Vegan Storyteller

How sacred beauty, castles in the sky, and a healing journey with Ayahuasca brought Mira Dee to veganism and carried her back to Self.

Jeanette McDermott

Pregnant at 14, Mira Dee birthed her first daughter when she was 15 years old. At 16 she began teetering on the edge of self-destruction. Relationship problems at age 21 inched her closer to annihilation, and by the time she was 24 she was drinking a fifth of vodka each day to ease the emotional pain that was gnawing at her soul. She kept spiraling downward with every drop of alcohol she took.

Mira masked her pain and substance abuse well. Only she knew the trouble she was in. From all outward appearances, she was a social drinker, no different from anyone else. She was successful at work.
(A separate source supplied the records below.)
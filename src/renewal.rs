use thiserror::Error;
use tracing::info;

use crate::certificate::{Certificate, CertificateError};

/// 續約判斷過程可能發生的錯誤（僅憑證解析）。
#[derive(Debug, Error)]
pub enum RenewalError {
    #[error("Certificate error: {0}")]
    Certificate(#[from] CertificateError),
}

type Result<T> = std::result::Result<T, RenewalError>;

/// 續約判斷的結果。
///
/// `NotDue` 不是錯誤，而是帶資訊的決定；外部 CLI 會將其映射為
/// 獨立的結束狀態碼。
#[derive(Debug, Clone, Copy, PartialEq, Eq)]
pub enum RenewalDecision {
    /// 應進行續約。
    Due(RenewalReason),
    /// 尚未到期，附上計算出的剩餘天數。
    NotDue { days_left: i64 },
}

/// 觸發續約的原因。
#[derive(Debug, Clone, Copy, PartialEq, Eq)]
pub enum RenewalReason {
    /// 呼叫端強制續約。
    Forced,
    /// 尚無憑證。
    NoCertificate,
    /// 剩餘天數已達門檻。
    Expiring { days_left: i64 },
}

/// 以剩餘效期決定是否續約。
#[derive(Debug, Clone, Copy)]
pub struct RenewalPolicy {
    min_days_left: i64,
}

impl RenewalPolicy {
    pub fn new(min_days_left: i64) -> Self {
        Self { min_days_left }
    }

    /// 純判斷函式：`force` 或 `days_left <= min_days_left` 時續約。
    ///
    /// 對固定的 `force` 與門檻，本函式對 `days_left` 單調：
    /// 天數遞減時結果至多翻轉一次，且恰好發生在門檻值上。
    pub fn is_due(&self, days_left: i64, force: bool) -> bool {
        force || days_left <= self.min_days_left
    }

    /// 對域名當前的憑證做出續約決定。
    ///
    /// `certificate` 為 `None` 表示尚無憑證，一律續約。
    pub fn decide(&self, certificate: Option<&Certificate>, force: bool) -> Result<RenewalDecision> {
        if force {
            return Ok(RenewalDecision::Due(RenewalReason::Forced));
        }

        let certificate = match certificate {
            Some(certificate) => certificate,
            None => return Ok(RenewalDecision::Due(RenewalReason::NoCertificate)),
        };

        let days_left = certificate.days_left()?;
        if days_left <= self.min_days_left {
            Ok(RenewalDecision::Due(RenewalReason::Expiring { days_left }))
        } else {
            info!(days_left, min_days_left = self.min_days_left, "not due for renewal");
            Ok(RenewalDecision::NotDue { days_left })
        }
    }
}
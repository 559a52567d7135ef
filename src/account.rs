//! ACME 會話的起點：載入帳戶金鑰、取得目錄並解析帳戶 URL。
//!
//! 帳戶註冊與金鑰輪替不在本庫範圍內；帳戶金鑰必須事先備妥，
//! 帳戶 URL 以 `onlyReturnExisting` 查詢取得並快取。

use std::{path::PathBuf, string::FromUtf8Error};

use reqwest::blocking::{Client, Response};
use thiserror::Error;
use tracing::{debug, info};

use crate::{
    config::Config,
    directory::{Directory, DirectoryError},
    jws::{sign_request, JwsError, SignerIdentity},
    key_store::{KeyError, KeyPair, KeyStore},
    nonce::ReplayNonce,
    payload::{ExistingAccountPayload, PayloadT},
    storage::{Storage, StorageError},
};

/// 帳戶相關操作可能發生的錯誤類型。
#[derive(Debug, Error)]
pub enum AccountError {
    #[error("Request error: {0}")]
    Request(#[from] reqwest::Error),
    #[error("Request header error: {0}")]
    RequestHeader(#[from] reqwest::header::ToStrError),
    #[error("Request failed: {status}, {body}")]
    RequestFailed {
        status: reqwest::StatusCode,
        body: String,
    },
    #[error("JSON error: {0}")]
    Json(#[from] serde_json::Error),
    #[error("UTF-8 error: {0}")]
    Utf8(#[from] FromUtf8Error),
    #[error("Storage error: {0}")]
    Storage(#[from] StorageError),
    #[error("Key error: {0}")]
    Key(#[from] KeyError),
    #[error("JWS error: {0}")]
    Jws(#[from] JwsError),
    #[error("Directory error: {0}")]
    Directory(#[from] DirectoryError),
    #[error("Account key not found at {0}; register an account first")]
    AccountKeyMissing(PathBuf),
    #[error("Missing Location header in account response")]
    MissingLocationHeader,
}

pub type Result<T> = std::result::Result<T, AccountError>;

/// 一次 ACME 會話所需的帳戶狀態。
#[derive(Debug)]
pub struct Account {
    /// 帳戶金鑰對，所有請求以此簽名。
    pub key_pair: KeyPair,
    /// ACME 服務目錄。
    pub directory: Directory,
    /// 帳戶 URL，作為後續請求的 kid。
    pub account_url: String,
    /// nonce 來源。
    pub nonce: ReplayNonce,
    client: Client,
}

impl Account {
    /// 載入帳戶並解析帳戶 URL。
    ///
    /// 帳戶金鑰必須存在於組態指定的路徑；帳戶 URL 優先取自快取，
    /// 否則向 CA 發出 `onlyReturnExisting` 查詢並寫入快取。
    ///
    /// # Errors
    ///
    /// 金鑰檔案不存在回傳 [`AccountError::AccountKeyMissing`]；
    /// 查詢失敗回傳 [`AccountError::RequestFailed`]。
    pub fn load(storage: &dyn Storage, config: &Config) -> Result<Self> {
        let key_path = config.account_key_path();
        let key_pair = match KeyStore::new(storage).load(&key_path) {
            Ok(key_pair) => key_pair,
            Err(KeyError::Storage(StorageError::NotFound(_))) => {
                return Err(AccountError::AccountKeyMissing(key_path))
            }
            Err(e) => return Err(AccountError::Key(e)),
        };

        let directory = Directory::fetch(storage, &config.directory_cache_path(), config.endpoint)?;
        let nonce = ReplayNonce::new(&directory.new_nonce);
        let client = Client::new();

        let cache_path = config.account_url_cache_path();
        let account_url = match storage.read(&cache_path) {
            Ok(bytes) => {
                debug!("account URL loaded from cache");
                String::from_utf8(bytes)?
            }
            Err(StorageError::NotFound(_)) => {
                let url = Self::lookup_account_url(&client, &directory, &key_pair, &nonce)?;
                storage.write(&cache_path, url.as_bytes())?;
                url
            }
            Err(e) => return Err(AccountError::Storage(e)),
        };

        info!(account_url, "ACME account ready");
        Ok(Account {
            key_pair,
            directory,
            account_url,
            nonce,
            client,
        })
    }

    /// 以 `onlyReturnExisting` 向 CA 查詢既有帳戶的 URL。
    fn lookup_account_url(
        client: &Client,
        directory: &Directory,
        key_pair: &KeyPair,
        nonce: &ReplayNonce,
    ) -> Result<String> {
        let payload = ExistingAccountPayload::new().to_json_string()?;
        let jws = sign_request(
            key_pair,
            SignerIdentity::Jwk,
            nonce,
            &directory.new_account,
            &payload,
        )?;

        let response = client
            .post(&directory.new_account)
            .header("Content-Type", "application/jose+json")
            .body(jws.to_json()?)
            .send()?;
        nonce.store(response.headers());

        if !response.status().is_success() {
            return Err(AccountError::RequestFailed {
                status: response.status(),
                body: response.text()?,
            });
        }

        response
            .headers()
            .get("Location")
            .ok_or(AccountError::MissingLocationHeader)?
            .to_str()
            .map(str::to_owned)
            .map_err(AccountError::from)
    }

    /// 以帳戶身分對指定 URL 發出簽名請求。
    ///
    /// `payload_json` 為空字串時即為 POST-as-GET。
    /// 回應標頭中的 `Replay-Nonce` 會自動快取。
    pub fn signed_post(&self, url: &str, payload_json: &str) -> Result<Response> {
        let jws = sign_request(
            &self.key_pair,
            SignerIdentity::AccountUrl(&self.account_url),
            &self.nonce,
            url,
            payload_json,
        )?;

        let response = self
            .client
            .post(url)
            .header("Content-Type", "application/jose+json")
            .body(jws.to_json()?)
            .send()?;
        self.nonce.store(response.headers());
        Ok(response)
    }

    /// 檢查回應狀態，非成功時轉換為帶狀態碼與主體的錯誤。
    pub fn ensure_success(response: Response) -> Result<Response> {
        if response.status().is_success() {
            Ok(response)
        } else {
            Err(AccountError::RequestFailed {
                status: response.status(),
                body: response.text()?,
            })
        }
    }
}

#[cfg(test)]
mod tests {
    use super::*;
    use crate::storage::MemStorage;

    #[test]
    fn test_load_without_account_key_fails() {
        let storage = MemStorage::new();
        let config = Config::builder("/srv/certmill").build();

        match Account::load(&storage, &config) {
            Err(AccountError::AccountKeyMissing(path)) => {
                assert!(path.ends_with("account.key"));
            }
            other => panic!("unexpected result: {:?}", other.map(|_| ())),
        }
    }
}
use serde::{Deserialize, Serialize};
use std::error::Error;

use crate::b64_url;

/// 定義所有 ACME 載荷必須實作的功能。
///
/// 實作者須可序列化，並提供轉換成 JSON 字串的功能與自定義的驗證邏輯。
pub trait PayloadT: Serialize {
    /// 將載荷轉換成 JSON 格式的字串。
    ///
    /// # 錯誤
    ///
    /// 若序列化失敗，則回傳 [`serde_json::Error`]。
    fn to_json_string(&self) -> Result<String, serde_json::Error> {
        serde_json::to_string(self)
    }

    /// 驗證載荷資料是否符合預期的規範。
    fn validate(&self) -> Result<(), Box<dyn Error>>;
}

/// 查詢既有帳戶的載荷。
///
/// `onlyReturnExisting` 告知 CA 僅回傳已註冊帳戶的 URL，
/// 不建立新帳戶；帳戶註冊本身不在本庫的範圍內。
#[derive(Debug, Serialize, Deserialize)]
pub struct ExistingAccountPayload {
    #[serde(rename = "onlyReturnExisting")]
    only_return_existing: bool,
}

impl ExistingAccountPayload {
    pub fn new() -> Self {
        ExistingAccountPayload {
            only_return_existing: true,
        }
    }
}

impl Default for ExistingAccountPayload {
    fn default() -> Self {
        Self::new()
    }
}

impl PayloadT for ExistingAccountPayload {
    fn validate(&self) -> Result<(), Box<dyn Error>> {
        if !self.only_return_existing {
            return Err("onlyReturnExisting must be set".into());
        }
        Ok(())
    }
}

/// 表示一個識別項，用來描述憑證所涵蓋的主機名稱。
#[derive(Debug, Serialize, Deserialize)]
pub struct Identifier {
    #[serde(rename = "type")]
    pub type_: String,
    pub value: String,
}

/// 表示建立新訂單時所需的載荷資料。
///
/// 識別項由 SAN 清單展開而來，每個 DNS 名稱一項。
#[derive(Debug, Serialize, Deserialize)]
pub struct NewOrderPayload {
    pub identifiers: Vec<Identifier>,
}

impl NewOrderPayload {
    /// 給定一組 DNS 名稱，為每個名稱建立一個 `"dns"` 類型的識別項。
    pub fn new<S: AsRef<str>>(dns_names: &[S]) -> Self {
        let identifiers = dns_names
            .iter()
            .map(|name| Identifier {
                type_: "dns".to_string(),
                value: name.as_ref().to_string(),
            })
            .collect();

        NewOrderPayload { identifiers }
    }
}

impl PayloadT for NewOrderPayload {
    /// 驗證新訂單載荷資料：
    ///
    /// - 必須至少包含一個識別項。
    /// - 所有識別項的類型必須為 `"dns"` 且值不得為空。
    fn validate(&self) -> Result<(), Box<dyn Error>> {
        if self.identifiers.is_empty() {
            return Err("At least one identifier is required".into());
        }
        for identifier in &self.identifiers {
            if identifier.type_ != "dns" {
                return Err("Identifier type must be 'dns'".into());
            }
            if identifier.value.is_empty() {
                return Err("Identifier value cannot be empty".into());
            }
        }
        Ok(())
    }
}

/// 通知 CA 挑戰已就緒的載荷；協議規定為空物件。
#[derive(Debug, Serialize, Deserialize, Default)]
pub struct ChallengeReadyPayload {}

impl ChallengeReadyPayload {
    pub fn new() -> Self {
        Self::default()
    }
}

impl PayloadT for ChallengeReadyPayload {
    fn validate(&self) -> Result<(), Box<dyn Error>> {
        Ok(())
    }
}

/// 表示最終化訂單時所需的載荷資料。
///
/// 內含 CSR 的 DER 資料，以 URL-safe Base64 編碼。
#[derive(Debug, Serialize, Deserialize)]
pub struct FinalizeOrderPayload {
    csr: String,
}

impl FinalizeOrderPayload {
    /// 將 CSR 的 DER 位元組編碼後建立載荷。
    pub fn new(csr_der: &[u8]) -> Self {
        FinalizeOrderPayload {
            csr: b64_url(csr_der),
        }
    }
}

impl PayloadT for FinalizeOrderPayload {
    fn validate(&self) -> Result<(), Box<dyn Error>> {
        if self.csr.is_empty() {
            return Err("CSR must not be empty".into());
        }
        Ok(())
    }
}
She was rearing her daughter and had a rich and engaging social life. No one knew Mira was partying alone at night, after she had left work or said good-night to friends at social events. Her healing journey from emotional pain was a long way off.

Mira bought fifths of vodka at three different stores to reduce the odds of friends, colleagues, and neighbors detecting her purchases. She tucked airline-sized bottles of alcohol into her purse so they were within easy reach at all times. She asked for doubles and triples when ordering cocktails at the bar. Despite her hefty drinking habits, she managed to maintain a job and raise a daughter.

Getting sober: A pathway to healing

Striking out on life and making it on her own, Mira started culinary arts school at age 16 and rented an apartment with her 3-year-old daughter and owned her own car by the time she was 18 years old. She was working at Harrah’s Casino and making good money. Outwardly, she appeared to be on top of the world at an impressively young age.

“But when you strike it big without a foundation to support you, it all crumbles and falls apart,” she said.

Her success continued to grow as the years progressed. One day, when she was just about to turn 30, she plummeted from on high like Icarus who flew too close to the sun with wax wings. The castle she had built in the sky had no foundation to stand on.

Mira was spinning out of control. After a 5-day bender on vodka, unable to hold it together any longer, she crashed. She hit rock bottom — beaten and battered, tattered to the core. And then something miraculous happened. She awoke from a 120-hour drunken stupor with a clear vision that it was time to get sober.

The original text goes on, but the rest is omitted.